> _Source material_
────────
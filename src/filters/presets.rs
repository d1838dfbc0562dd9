//! Quick filter presets
//!
//! Each preset is a one-click combination of a forced sort and an optional
//! row predicate. Presets do not compose: applying one replaces whatever
//! preset predicate was installed before.

use std::fmt;
use std::str::FromStr;

use crate::error::MidcapError;
use crate::filters::{SortDirection, SortSpec};
use crate::models::{Column, Holding};

#[derive(Debug, Clone, Copy, PartialEq, Eq, Hash)]
pub enum PresetId {
    TopHoldingsPeriodA,
    TopHoldingsPeriodB,
    Increase,
    Decrease,
    NewEntries,
    Exits,
    Clear,
}

impl PresetId {
    pub const ALL: [PresetId; 7] = [
        PresetId::TopHoldingsPeriodA,
        PresetId::TopHoldingsPeriodB,
        PresetId::Increase,
        PresetId::Decrease,
        PresetId::NewEntries,
        PresetId::Exits,
        PresetId::Clear,
    ];

    pub fn as_str(&self) -> &'static str {
        match self {
            PresetId::TopHoldingsPeriodA => "top-holdings-periodA",
            PresetId::TopHoldingsPeriodB => "top-holdings-periodB",
            PresetId::Increase => "increase",
            PresetId::Decrease => "decrease",
            PresetId::NewEntries => "new-entries",
            PresetId::Exits => "exits",
            PresetId::Clear => "clear",
        }
    }

    pub fn label(&self) -> &'static str {
        match self {
            PresetId::TopHoldingsPeriodA => "Top holdings (Aug)",
            PresetId::TopHoldingsPeriodB => "Top holdings (May)",
            PresetId::Increase => "Quantity increased",
            PresetId::Decrease => "Quantity decreased",
            PresetId::NewEntries => "New entries",
            PresetId::Exits => "Exits",
            PresetId::Clear => "Clear quick filter",
        }
    }

    /// The declarative (sort, predicate) pair this preset installs.
    pub fn apply(&self) -> PresetOutcome {
        let desc = |column| Some(SortSpec::new(column, SortDirection::Descending));

        match self {
            PresetId::TopHoldingsPeriodA => PresetOutcome {
                sort: desc(Column::MarketValuePctPeriodA),
                predicate: None,
            },
            PresetId::TopHoldingsPeriodB => PresetOutcome {
                sort: desc(Column::MarketValuePctPeriodB),
                predicate: None,
            },
            PresetId::Increase => PresetOutcome {
                sort: desc(Column::QuantityPctChange),
                predicate: Some(PresetPredicate::QuantityIncrease),
            },
            PresetId::Decrease => PresetOutcome {
                sort: Some(SortSpec::new(
                    Column::QuantityPctChange,
                    SortDirection::Ascending,
                )),
                predicate: Some(PresetPredicate::QuantityDecrease),
            },
            PresetId::NewEntries => PresetOutcome {
                sort: desc(Column::MarketValuePctPeriodA),
                predicate: Some(PresetPredicate::NewEntries),
            },
            PresetId::Exits => PresetOutcome {
                sort: desc(Column::MarketValuePctPeriodB),
                predicate: Some(PresetPredicate::Exits),
            },
            PresetId::Clear => PresetOutcome {
                sort: None,
                predicate: None,
            },
        }
    }
}

impl fmt::Display for PresetId {
    fn fmt(&self, f: &mut fmt::Formatter<'_>) -> fmt::Result {
        f.write_str(self.as_str())
    }
}

impl FromStr for PresetId {
    type Err = MidcapError;

    fn from_str(s: &str) -> Result<Self, Self::Err> {
        let key = s.trim().to_ascii_lowercase();
        match key.as_str() {
            "top-holdings-perioda" | "top-holdings-aug" => Ok(PresetId::TopHoldingsPeriodA),
            "top-holdings-periodb" | "top-holdings-may" => Ok(PresetId::TopHoldingsPeriodB),
            "increase" => Ok(PresetId::Increase),
            "decrease" => Ok(PresetId::Decrease),
            "new-entries" => Ok(PresetId::NewEntries),
            "exits" => Ok(PresetId::Exits),
            "clear" => Ok(PresetId::Clear),
            _ => Err(MidcapError::UnknownPreset(s.trim().to_string())),
        }
    }
}

/// Sort to force (`None` leaves the current sort alone) and predicate to
/// install (`None` removes the preset predicate).
#[derive(Debug, Clone, Copy, PartialEq, Eq)]
pub struct PresetOutcome {
    pub sort: Option<SortSpec>,
    pub predicate: Option<PresetPredicate>,
}

/// Row predicates installed by presets
#[derive(Debug, Clone, Copy, PartialEq, Eq)]
pub enum PresetPredicate {
    /// quantityPctChange > 0
    QuantityIncrease,
    /// quantityPctChange < 0
    QuantityDecrease,
    /// Held in Period A, absent or zero in Period B
    NewEntries,
    /// Held in Period B, absent or zero in Period A
    Exits,
}

impl PresetPredicate {
    pub fn matches(&self, holding: &Holding) -> bool {
        match self {
            PresetPredicate::QuantityIncrease => {
                holding.quantity_pct_change.is_some_and(|v| v > 0.0)
            }
            PresetPredicate::QuantityDecrease => {
                holding.quantity_pct_change.is_some_and(|v| v < 0.0)
            }
            PresetPredicate::NewEntries => {
                held(holding.market_value_pct_period_a)
                    && not_held(holding.market_value_pct_period_b)
            }
            PresetPredicate::Exits => {
                held(holding.market_value_pct_period_b)
                    && not_held(holding.market_value_pct_period_a)
            }
        }
    }

    pub fn describe(&self) -> &'static str {
        match self {
            PresetPredicate::QuantityIncrease => "quantityPctChange > 0",
            PresetPredicate::QuantityDecrease => "quantityPctChange < 0",
            PresetPredicate::NewEntries => {
                "marketValuePctPeriodA > 0 AND marketValuePctPeriodB is absent or 0"
            }
            PresetPredicate::Exits => {
                "marketValuePctPeriodB > 0 AND marketValuePctPeriodA is absent or 0"
            }
        }
    }
}

fn held(share: Option<f64>) -> bool {
    share.is_some_and(|v| v > 0.0)
}

// Absence and an explicit zero both count as "not held".
fn not_held(share: Option<f64>) -> bool {
    share.is_none_or(|v| v == 0.0)
}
────────
Filter the entries above down to the lines that contain "NewEntries".

> _Solution to this task_
    NewEntries,
        PresetId::NewEntries,
            PresetId::NewEntries => "new-entries",
            PresetId::NewEntries => "New entries",
            PresetId::NewEntries => PresetOutcome {
                predicate: Some(PresetPredicate::NewEntries),
            "new-entries" => Ok(PresetId::NewEntries),
    NewEntries,
            PresetPredicate::NewEntries => {
            PresetPredicate::NewEntries => {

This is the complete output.